Extraire du pétrole est une activité caractérisée par l'auto-épuisement et le pic pétrolier une épée de Damoclès qui pèse autant sur les exportateurs que les importateurs. On pourrait résumer la problématique de la façon suivante : une baignoire qui se vide de plus en plus vite demandant sans cesse à être remplie. Il faut rajouter de l'eau, d'abord pour la maintenir à niveau, et plus encore pour répondre aux nouveaux besoins. Il faut sans cesse prospecter pour trouver de nouveaux gisements, non seulement pour maintenir la production mais aussi pour répondre à une hausse de consommation.
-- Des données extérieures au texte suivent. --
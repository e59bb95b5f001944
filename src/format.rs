use crate::error::{LinaError, Result};
use crate::keys::SIGNATURE_LEN;
use std::io::Read;

pub const MAGIC: &[u8; 4] = b"AEA1";
pub const PROLOGUE_FIXED_SIZE: usize = 12;
pub const MAX_AUTH_DATA_LEN: usize = 1024 * 1024;
pub const SALT_LEN: usize = 32;
pub const MAC_LEN: usize = 32;
pub const ROOT_HEADER_SIZE: usize = 32;
pub const ROOT_BLOCK_SIZE: usize = SIGNATURE_LEN + MAC_LEN + SALT_LEN + ROOT_HEADER_SIZE;
pub const SEGMENT_HEADER_SIZE: usize = 8;

pub const DEFAULT_SEGMENT_SIZE: u32 = 1024 * 1024;
pub const MIN_SEGMENT_SIZE: u32 = 16 * 1024;
pub const MAX_SEGMENT_SIZE: u32 = 16 * 1024 * 1024;

const PROFILE_MASK: u32 = 0x00ff_ffff;

#[derive(Debug, Clone, Copy, PartialEq, Eq)]
pub enum Profile {
    Signed = 0,
    Symmetric = 1,
    SymmetricSigned = 2,
}

impl Profile {
    pub fn from_id(id: u32) -> Result<Self> {
        match id {
            0 => Ok(Profile::Signed),
            1 => Ok(Profile::Symmetric),
            2 => Ok(Profile::SymmetricSigned),
            other => Err(LinaError::UnsupportedProfile(other)),
        }
    }

    pub fn id(self) -> u32 {
        self as u32
    }

    pub fn name(self) -> &'static str {
        match self {
            Profile::Signed => "hkdf_sha256_hmac__none__ecdsa_p256",
            Profile::Symmetric => "hkdf_sha256_aead__symmetric__none",
            Profile::SymmetricSigned => "hkdf_sha256_aead__symmetric__ecdsa_p256",
        }
    }

    pub fn is_signed(self) -> bool {
        matches!(self, Profile::Signed | Profile::SymmetricSigned)
    }

    pub fn is_encrypted(self) -> bool {
        matches!(self, Profile::Symmetric | Profile::SymmetricSigned)
    }
}

#[derive(Debug, Clone, Copy, PartialEq, Eq)]
pub enum CompressionAlgo {
    None = 0,
    Zstd = 1,
}

#[derive(Debug, Clone, Copy, PartialEq, Eq)]
pub enum CipherAlgo {
    HmacSha256 = 0,
    ChaCha20Poly1305 = 1,
    Aes256Gcm = 2,
}

impl CipherAlgo {
    pub fn tag_len(self) -> usize {
        match self {
            CipherAlgo::HmacSha256 => MAC_LEN,
            CipherAlgo::ChaCha20Poly1305 | CipherAlgo::Aes256Gcm => 16,
        }
    }

    pub fn name(self) -> &'static str {
        match self {
            CipherAlgo::HmacSha256 => "none (HMAC-SHA256)",
            CipherAlgo::ChaCha20Poly1305 => "ChaCha20-Poly1305",
            CipherAlgo::Aes256Gcm => "AES-256-GCM",
        }
    }

    pub fn is_aead(self) -> bool {
        self != CipherAlgo::HmacSha256
    }
}

#[derive(Debug, Clone, PartialEq, Eq)]
pub struct Prologue {
    pub profile: Profile,
    pub auth_data: Vec<u8>,
}

impl Prologue {
    pub fn new(profile: Profile, auth_data: Vec<u8>) -> Result<Self> {
        if auth_data.len() > MAX_AUTH_DATA_LEN {
            return Err(LinaError::InvalidFormat(format!(
                "auth data too large: {} bytes (max {MAX_AUTH_DATA_LEN})",
                auth_data.len()
            )));
        }
        Ok(Self { profile, auth_data })
    }

    pub fn to_bytes(&self) -> Vec<u8> {
        let mut buf = Vec::with_capacity(PROLOGUE_FIXED_SIZE + self.auth_data.len());
        buf.extend_from_slice(MAGIC);
        buf.extend_from_slice(&self.profile.id().to_le_bytes());
        buf.extend_from_slice(&(self.auth_data.len() as u32).to_le_bytes());
        buf.extend_from_slice(&self.auth_data);
        buf
    }

    pub fn read_from<R: Read>(reader: &mut R) -> Result<Self> {
        let mut fixed = [0u8; PROLOGUE_FIXED_SIZE];
        reader
            .read_exact(&mut fixed)
            .map_err(|_| LinaError::InvalidArchive("truncated container prologue".into()))?;
        if &fixed[0..4] != MAGIC {
            return Err(LinaError::InvalidArchive("not an AEA container".into()));
        }
        let raw_profile = u32::from_le_bytes([fixed[4], fixed[5], fixed[6], fixed[7]]);
        if raw_profile & !PROFILE_MASK != 0 {
            return Err(LinaError::InvalidArchive("reserved profile bits set".into()));
        }
        let profile = Profile::from_id(raw_profile)?;
        let auth_len = u32::from_le_bytes([fixed[8], fixed[9], fixed[10], fixed[11]]) as usize;
        if auth_len > MAX_AUTH_DATA_LEN {
            return Err(LinaError::InvalidArchive(format!(
                "auth data length out of range: {auth_len}"
            )));
        }
        let mut auth_data = vec![0u8; auth_len];
        reader
            .read_exact(&mut auth_data)
            .map_err(|_| LinaError::InvalidArchive("truncated auth data".into()))?;
        Ok(Self { profile, auth_data })
    }
}

#[derive(Debug, Clone, Copy, PartialEq, Eq)]
pub struct RootHeader {
    pub raw_size: u64,
    pub segment_size: u32,
    pub segment_count: u32,
    pub compression: CompressionAlgo,
    pub cipher: CipherAlgo,
}

impl RootHeader {
    pub fn to_bytes(&self) -> [u8; ROOT_HEADER_SIZE] {
        let mut buf = [0u8; ROOT_HEADER_SIZE];
        buf[0..8].copy_from_slice(&self.raw_size.to_le_bytes());
        buf[8..12].copy_from_slice(&self.segment_size.to_le_bytes());
        buf[12..16].copy_from_slice(&self.segment_count.to_le_bytes());
        buf[16] = self.compression as u8;
        buf[17] = self.cipher as u8;
        buf
    }

    pub fn from_bytes(bytes: [u8; ROOT_HEADER_SIZE]) -> Result<Self> {
        if bytes[18..].iter().any(|b| *b != 0) {
            return Err(LinaError::InvalidArchive(
                "reserved root header bytes are not zero".into(),
            ));
        }
        let raw_size = u64::from_le_bytes(field(&bytes[0..8]));
        let segment_size = u32::from_le_bytes(field(&bytes[8..12]));
        let segment_count = u32::from_le_bytes(field(&bytes[12..16]));
        if !(MIN_SEGMENT_SIZE..=MAX_SEGMENT_SIZE).contains(&segment_size) {
            return Err(LinaError::InvalidArchive(format!(
                "segment size out of range: {segment_size}"
            )));
        }
        let max_size = segment_count as u64 * segment_size as u64;
        let min_size = (segment_count as u64).saturating_sub(1) * segment_size as u64;
        if raw_size > max_size || (segment_count > 0 && raw_size <= min_size) {
            return Err(LinaError::InvalidArchive(
                "payload size does not match segment count".into(),
            ));
        }
        let compression = match bytes[16] {
            0 => CompressionAlgo::None,
            1 => CompressionAlgo::Zstd,
            other => {
                return Err(LinaError::InvalidArchive(format!(
                    "unknown compression algorithm: {other}"
                )))
            }
        };
        let cipher = match bytes[17] {
            0 => CipherAlgo::HmacSha256,
            1 => CipherAlgo::ChaCha20Poly1305,
            2 => CipherAlgo::Aes256Gcm,
            other => {
                return Err(LinaError::InvalidArchive(format!(
                    "unknown cipher: {other}"
                )))
            }
        };
        Ok(Self {
            raw_size,
            segment_size,
            segment_count,
            compression,
            cipher,
        })
    }
}

fn field<const N: usize>(bytes: &[u8]) -> [u8; N] {
    let mut out = [0u8; N];
    out.copy_from_slice(bytes);
    out
}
La question du pic pétrolier a agité les passions pendant de nombreuses décennies, bien avant 1972 et le Club de Rome pour les pays exportateurs, avant que l'euphorie provoquée par le boom des pétroles non-conventionnels (ce qu'on appelle grossièrement les schistes mais qui n'en sont qu'une partie) ne la range au placard. Parallèlement à cela, alors que depuis une dizaine d'années, le monde est littéralement inondé par ces nouveaux gisements, la question déjà ancienne du réchauffement climatique se faisait de plus en plus pressante. Finalement, tout le monde s'accordait à dire que le problème n'était pas tant de manquer de pétrole, mais au contraire, la façon dont nous allions devoir nous restreindre. Un problème de riche, un problème d'abondance.L'enjeu des années à venir allait être de laisser sous terre ce carbone, c'est-à-dire de ne pas exploiter ces nouveaux gisements. Il y avait trop de pétrole, ou en tout cas suffisamment pour nous amener à des températures de +8°C ou +15°C.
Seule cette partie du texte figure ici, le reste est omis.